▶ _YOUR ASSIGNMENT_
Check each line of the records for "warn"; collect those that have it.

───── DATA SUPPLIED ─────

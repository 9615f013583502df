// src/notes/render.rs
// =============================================================================
// This module fetches and decodes a single note for display.
//
// A note is rendered as its raw Markdown text. Failures are typed
// (`RenderError`) so callers can tell an error apart from real content, but
// their Display text is what a reader should see in place of the note:
//
//   - nothing could be fetched  -> "Could not fetch note content."
//   - the bytes would not decode -> "Error decoding file: ..."
//
// Paths that don't end in the note extension are refused up front, before
// any request goes out.
// =============================================================================

use crate::cache::{CacheKey, Cached, MemoCache, Operation};
use crate::github::{ErrorKind, FetchError, Fetcher};
use crate::notes::tree::NoteRules;
use std::sync::Arc;
use thiserror::Error;
use tracing::warn;

#[derive(Debug, Clone, PartialEq, Eq, Error)]
pub enum RenderError {
    #[error("Could not fetch note content.")]
    Unavailable { kind: ErrorKind },

    #[error("Error decoding file: {0}")]
    Decode(String),

    #[error("{0} is not a note")]
    NotANote(String),
}

impl RenderError {
    pub fn kind(&self) -> ErrorKind {
        match self {
            RenderError::Unavailable { kind } => *kind,
            RenderError::Decode(_) => ErrorKind::Decode,
            RenderError::NotANote(_) => ErrorKind::InvalidRequest,
        }
    }
}

impl From<FetchError> for RenderError {
    fn from(error: FetchError) -> Self {
        match error {
            FetchError::Decode { message, .. } => RenderError::Decode(message),
            other => RenderError::Unavailable { kind: other.kind() },
        }
    }
}

#[derive(Debug, Clone)]
pub struct NoteRenderer {
    fetcher: Fetcher,
    cache: Arc<MemoCache>,
    rules: NoteRules,
}

impl NoteRenderer {
    pub fn new(fetcher: Fetcher, cache: Arc<MemoCache>, rules: NoteRules) -> Self {
        Self {
            fetcher,
            cache,
            rules,
        }
    }

    // Returns the decoded text of the note at `path`, memoized per path
    pub async fn render_note(&self, path: &str) -> Result<String, RenderError> {
        if !self.rules.is_note_name(path) {
            warn!(path, "refusing to render a non-note path");
            return Err(RenderError::NotANote(path.to_string()));
        }

        let key = CacheKey::new(Operation::RenderNote, path);
        if let Some(Cached::Note(result)) = self.cache.get(&key) {
            return result;
        }

        let result = self
            .fetcher
            .fetch_text(path)
            .await
            .map_err(RenderError::from);

        self.cache.insert(key, Cached::Note(result.clone()));
        result
    }

    // Like render_note, but errors come back as their display text
    pub async fn render_note_text(&self, path: &str) -> String {
        match self.render_note(path).await {
            Ok(text) => text,
            Err(e) => e.to_string(),
        }
    }
}

#[cfg(test)]
mod tests {
    use super::*;
    use crate::testing::{file_body, FakeSource};

    fn renderer(source: FakeSource) -> (NoteRenderer, Arc<FakeSource>) {
        let source = Arc::new(source);
        let cache = Arc::new(MemoCache::new());
        let fetcher = Fetcher::new(source.clone(), cache.clone());
        (NoteRenderer::new(fetcher, cache, NoteRules::default()), source)
    }

    #[tokio::test]
    async fn test_renders_decoded_text() {
        let (renderer, _) = renderer(
            FakeSource::new().with_ok("notes/day.md", &file_body("notes/day.md", "# Day\nnotes ✓\n")),
        );

        let text = renderer.render_note("notes/day.md").await.unwrap();
        assert_eq!(text, "# Day\nnotes ✓\n");
    }

    #[tokio::test]
    async fn test_missing_content_gives_sentinel() {
        let (renderer, _) = renderer(
            FakeSource::new().with_ok("a.md", r#"{"name": "a.md", "path": "a.md", "type": "file"}"#),
        );

        let err = renderer.render_note("a.md").await.unwrap_err();
        assert_eq!(err.kind(), ErrorKind::MalformedResponse);
        assert_eq!(
            renderer.render_note_text("a.md").await,
            "Could not fetch note content."
        );
    }

    #[tokio::test]
    async fn test_http_failure_gives_sentinel() {
        let (renderer, _) = renderer(FakeSource::new().with_reply("a.md", 404, r#"{"message": "Not Found"}"#));

        let err = renderer.render_note("a.md").await.unwrap_err();
        assert_eq!(
            err,
            RenderError::Unavailable {
                kind: ErrorKind::Transport
            }
        );
        assert_eq!(err.to_string(), "Could not fetch note content.");
    }

    #[tokio::test]
    async fn test_decode_failure_is_described() {
        let (renderer, _) = renderer(
            FakeSource::new().with_ok("a.md", r#"{"name": "a.md", "path": "a.md", "content": "*"}"#),
        );

        let text = renderer.render_note_text("a.md").await;
        assert!(text.starts_with("Error decoding file: invalid base64"));
    }

    #[tokio::test]
    async fn test_non_note_path_is_rejected_without_request() {
        let (renderer, source) = renderer(FakeSource::new().with_ok("img.png", "{}"));

        let err = renderer.render_note("img.png").await.unwrap_err();
        assert_eq!(err, RenderError::NotANote("img.png".to_string()));
        assert_eq!(source.total_calls(), 0);
    }

    #[tokio::test]
    async fn test_render_is_memoized() {
        let (renderer, source) =
            renderer(FakeSource::new().with_ok("a.md", &file_body("a.md", "text")));

        renderer.render_note("a.md").await.unwrap();
        renderer.render_note("a.md").await.unwrap();

        assert_eq!(source.calls("a.md"), 1);
    }
}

─────

▶ _ANSWER TO THE EXERCISE_
use tracing::warn;
            warn!(path, "refusing to render a non-note path");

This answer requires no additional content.